I'm sorry I'm kinda new here.

Am I missing something in thinking that the cast of a float to int should produce an error if the sign of the original value doesn't match the sign of the cast result? Presumably you have access to both values at some point and checking sign bits for sameness should be simple. 

Also, I would say that doing some float4 arithmetic and then casting into int4 or int8 should be consistent, so if

SELECT (54610::float4 * 39324::float4)::int8;

gets me 2147483648, then 

SELECT (54610::float4 * 39324::float4)::int4;

should be an error rather than the unintuitive -2147483648.

The scenario that I'm pointing at is basically first doing some float4 arithmetic, casting the result into an int4 and expecting that the result (if it was without error) is actually about as close to the original float value as float4 precision would normally allow.

On Fri, Nov 23, 2018 at 7:45 PM Andrew Gierth <andrew@tao11.riddles.org.uk> wrote:
>>>>> "Tom" == Tom Lane <tgl@sss.pgh.pa.us> writes:

 Tom> if (unlikely(num < (float4) INT_MIN || num >= (float4) INT_MAX || isnan(num)))

 >> if (num < (float4)INT_MIN || num >= -(float4)INT_MIN || ...

 Tom> Meh. Seems to me that's relying on pretty much the same
 Tom> assumptions

No, because we know that INT_MIN is always exactly representable as a
float (whereas INT_MAX is not), and therefore the cast result will not
depend on any rounding choices whether at compile or run time. Nor does
it depend on knowing that float4 can't represent INT_MAX exactly.

--
Andrew (irc:RhodiumToad)
Victor Petrovykh <victor@magic.io> writes:
> Am I missing something in thinking that the cast of a float to int should
> produce an error if the sign of the original value doesn't match the sign
> of the cast result?

Well, yeah, our traditional way of coding this overflow check would
probably have compared the sign of the result to the sign of the input,
but (a) we'd still have needed some ad-hoc range check to avoid getting
fooled by inputs large enough to have wrapped around an even number of
times, and (b) this approach depends on the compiler not taking any
liberties based on an assumption that the program doesn't provoke
integer overflow.  (b) gets more worrisome with each year that goes by,
because the compiler guys keep finding ever-more-creative ways to break
your code if it violates C-spec semantics.  So we really want to write
a test that will fail exactly when the integer coercion would overflow,
not do the coercion and then check to see if it overflowed.

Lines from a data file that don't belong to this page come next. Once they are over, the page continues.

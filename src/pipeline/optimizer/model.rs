//! Assignment model storage and construction.
//!
//! The model is plain data: a grid of binary decision variables addressed by
//! (record, label), one objective coefficient per variable, and a list of
//! named linear constraints. It is materialized into a solver problem only
//! at solve time, so reshaping and regenerating constraints are cheap local
//! operations on this structure.

use super::constraints::ConstraintSpec;

/// Two-dimensional index-addressed store of binary decision variables.
///
/// Variables are stored flat in record-major order; the shape is part of the
/// store so reshaping the label dimension is a single explicit operation.
#[derive(Debug, Clone, Copy, PartialEq, Eq)]
pub struct VarGrid {
    n_records: usize,
    n_labels: usize,
}

impl VarGrid {
    pub fn new(n_records: usize, n_labels: usize) -> Self {
        Self {
            n_records,
            n_labels,
        }
    }

    pub fn n_records(&self) -> usize {
        self.n_records
    }

    pub fn n_labels(&self) -> usize {
        self.n_labels
    }

    /// Total number of decision variables in the grid.
    pub fn len(&self) -> usize {
        self.n_records * self.n_labels
    }

    pub fn is_empty(&self) -> bool {
        self.len() == 0
    }

    /// Flat offset of the variable for (record, label).
    pub fn index(&self, record: usize, label: usize) -> usize {
        debug_assert!(record < self.n_records, "record index out of range");
        debug_assert!(label < self.n_labels, "label index out of range");
        record * self.n_labels + label
    }

    /// Change the label dimension; record count is fixed by the dataset.
    pub fn reshape(&mut self, n_labels: usize) {
        self.n_labels = n_labels;
    }
}

/// The live aggregate of variables, objective and constraints.
#[derive(Debug, Clone)]
pub struct AssignmentModel {
    name: String,
    grid: VarGrid,
    values: Vec<f64>,
    objective: Vec<f64>,
    constraints: Vec<ConstraintSpec>,
}

impl AssignmentModel {
    /// Allocate the variable grid and objective for `values.len()` records
    /// and `n_labels` labels. Constraints are generated separately.
    ///
    /// The objective minimizes the total weight of all assigned records:
    /// the coefficient of x[i][j] is the weight of record i, for every j.
    /// Balance between labels comes from the constraint minimums, not from
    /// the objective.
    pub fn new(name: String, values: Vec<f64>, n_labels: usize) -> Self {
        let grid = VarGrid::new(values.len(), n_labels);
        let objective = build_objective(&values, &grid);
        Self {
            name,
            grid,
            values,
            objective,
            constraints: Vec::new(),
        }
    }

    pub fn name(&self) -> &str {
        &self.name
    }

    pub fn set_name(&mut self, name: String) {
        self.name = name;
    }

    pub fn grid(&self) -> &VarGrid {
        &self.grid
    }

    pub fn values(&self) -> &[f64] {
        &self.values
    }

    /// Objective coefficients, one per flat variable index.
    pub fn objective(&self) -> &[f64] {
        &self.objective
    }

    pub fn constraints(&self) -> &[ConstraintSpec] {
        &self.constraints
    }

    pub fn num_vars(&self) -> usize {
        self.grid.len()
    }

    /// Discard every variable and constraint and reallocate the grid at a
    /// new label count. The caller regenerates the constraint families.
    pub fn reshape(&mut self, n_labels: usize) {
        self.constraints.clear();
        self.grid.reshape(n_labels);
        self.objective = build_objective(&self.values, &self.grid);
    }

    /// Discard the constraint set, keeping the grid and objective intact.
    pub fn clear_constraints(&mut self) {
        self.constraints.clear();
    }

    pub fn push_constraint(&mut self, spec: ConstraintSpec) {
        self.constraints.push(spec);
    }
}

fn build_objective(values: &[f64], grid: &VarGrid) -> Vec<f64> {
    let mut objective = Vec::with_capacity(grid.len());
    for &value in values {
        for _ in 0..grid.n_labels() {
            objective.push(value);
        }
    }
    objective
}
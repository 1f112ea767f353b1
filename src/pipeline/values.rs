//! Record weight extraction from the designated values column.

use polars::prelude::*;

use super::optimizer::OptimizerError;

/// Pull the values column out of the dataset as one weight per record.
///
/// The column must exist, cast to Float64, and contain only finite values;
/// negative weights are allowed. Record identity is the row position, so
/// the returned vector is in row order.
pub fn extract_values(df: &DataFrame, column: &str) -> Result<Vec<f64>, OptimizerError> {
    let series = df
        .column(column)
        .map_err(|_| OptimizerError::MissingColumn {
            column: column.to_string(),
        })?;

    let float_col = series
        .cast(&DataType::Float64)
        .map_err(|_| OptimizerError::NonNumericColumn {
            column: column.to_string(),
        })?;
    let ca = float_col
        .f64()
        .map_err(|_| OptimizerError::NonNumericColumn {
            column: column.to_string(),
        })?;

    let mut values = Vec::with_capacity(df.height());
    for (row, opt_val) in ca.iter().enumerate() {
        match opt_val {
            Some(v) if v.is_finite() => values.push(v),
            Some(_) => {
                return Err(OptimizerError::NonFiniteValue {
                    column: column.to_string(),
                    row,
                })
            }
            None => {
                return Err(OptimizerError::NullValue {
                    column: column.to_string(),
                    row,
                })
            }
        }
    }
    Ok(values)
}
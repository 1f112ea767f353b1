//! Assignment summary report generation

use comfy_table::{presets::UTF8_FULL_CONDENSED, Attribute, Cell, Color, Table};
use console::style;
use serde::Serialize;

use crate::pipeline::NOT_ASSIGNED;

/// Share of the dataset received by one label (or left unassigned)
#[derive(Debug, Clone, Serialize)]
pub struct LabelShare {
    pub label: String,
    pub records: usize,
    pub values_sum: f64,
}

/// Summary of a solved assignment
#[derive(Debug, Serialize)]
pub struct AssignmentSummary {
    pub status: String,
    pub total_records: usize,
    pub total_values: f64,
    pub shares: Vec<LabelShare>,
    pub unassigned: LabelShare,
}

impl AssignmentSummary {
    /// Tally decoded labels against record weights.
    ///
    /// `labels` and `values` are parallel, in row order; anything that is
    /// not a known label name counts as unassigned.
    pub fn from_assignments(
        labels: &[String],
        values: &[f64],
        n_labels: usize,
        labels_name: &str,
        status: &str,
    ) -> Self {
        let mut shares: Vec<LabelShare> = (0..n_labels)
            .map(|j| LabelShare {
                label: format!("{}_{}", labels_name, j),
                records: 0,
                values_sum: 0.0,
            })
            .collect();
        let mut unassigned = LabelShare {
            label: NOT_ASSIGNED.to_string(),
            records: 0,
            values_sum: 0.0,
        };

        for (label, &value) in labels.iter().zip(values) {
            match shares.iter_mut().find(|share| &share.label == label) {
                Some(share) => {
                    share.records += 1;
                    share.values_sum += value;
                }
                None => {
                    unassigned.records += 1;
                    unassigned.values_sum += value;
                }
            }
        }

        Self {
            status: status.to_string(),
            total_records: labels.len(),
            total_values: values.iter().sum(),
            shares,
            unassigned,
        }
    }

    pub fn display(&self) {
        println!();
        println!(
            "    {} {}",
            style("📋").cyan(),
            style("ASSIGNMENT SUMMARY").white().bold()
        );
        println!("    {}", style("─".repeat(50)).dim());
        println!();

        let mut table = Table::new();
        table.load_preset(UTF8_FULL_CONDENSED);
        table.set_header(vec![
            Cell::new("Label").add_attribute(Attribute::Bold),
            Cell::new("Records").add_attribute(Attribute::Bold),
            Cell::new("Value sum").add_attribute(Attribute::Bold),
            Cell::new("Value share").add_attribute(Attribute::Bold),
        ]);

        for share in &self.shares {
            table.add_row(vec![
                Cell::new(&share.label),
                Cell::new(share.records),
                Cell::new(format!("{:.2}", share.values_sum)),
                Cell::new(format!("{:.1}%", self.value_share_pct(share))).fg(Color::Green),
            ]);
        }

        table.add_row(vec![
            Cell::new(&self.unassigned.label).fg(if self.unassigned.records == 0 {
                Color::White
            } else {
                Color::Yellow
            }),
            Cell::new(self.unassigned.records),
            Cell::new(format!("{:.2}", self.unassigned.values_sum)),
            Cell::new(format!("{:.1}%", self.value_share_pct(&self.unassigned))),
        ]);

        println!("{table}");
        println!(
            "    {} records, total value {:.2}, status: {}",
            self.total_records,
            self.total_values,
            style(&self.status).cyan()
        );
    }

    fn value_share_pct(&self, share: &LabelShare) -> f64 {
        if self.total_values == 0.0 {
            0.0
        } else {
            share.values_sum / self.total_values * 100.0
        }
    }
}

            regards, tom lane


Thanks for the clarification.

I was thinking about the assumption whether or not INT_MAX is representable perfectly as a float. Consider any combination of types int_X and float_Y where X and Y denote the number of bits used for representation:
- for any type int_X it is always true that its maximum value cannot be represented by a float_Y if X >= Y because at least one bit of the float_Y must be used to represent the exponent part of the float (else the float_Y is indistinguishable from int_Y)
- for any type int_X it is always possible to represent the maximum value (and by extension any other value) exactly as a float_Y if X <= M(Y), meaning that if the mantissa of the float_Y has at least as many bits as X. In practice X and Y will be some form of 8, 16, 32, 64, etc. so 2X <= Y and unless the mantissa is less than half of the significant bits of the float we will have x <= M(Y) for any practical X < Y
- for any int_X and float_Y there exists a specific value FLOATY, such that for all possible float_Y values y < FLOATY it is also true that y <= MAX_INT_X and for all y >= FLOATY it is also true that y > MAX_INT (basically I can always pick a float threshold above which all numbers would be above MAX_INT and therefore out of range and below it would be guaranteed to be representable as ints). I conjecture that this special value FLOATY = (float_Y)MAX_INT_X for any X >= Y. I think I can formally prove this conjecture, basically it has to do with sparseness of float values when compared to MAX_INT_X + 1 and MAX_INT_X - 1.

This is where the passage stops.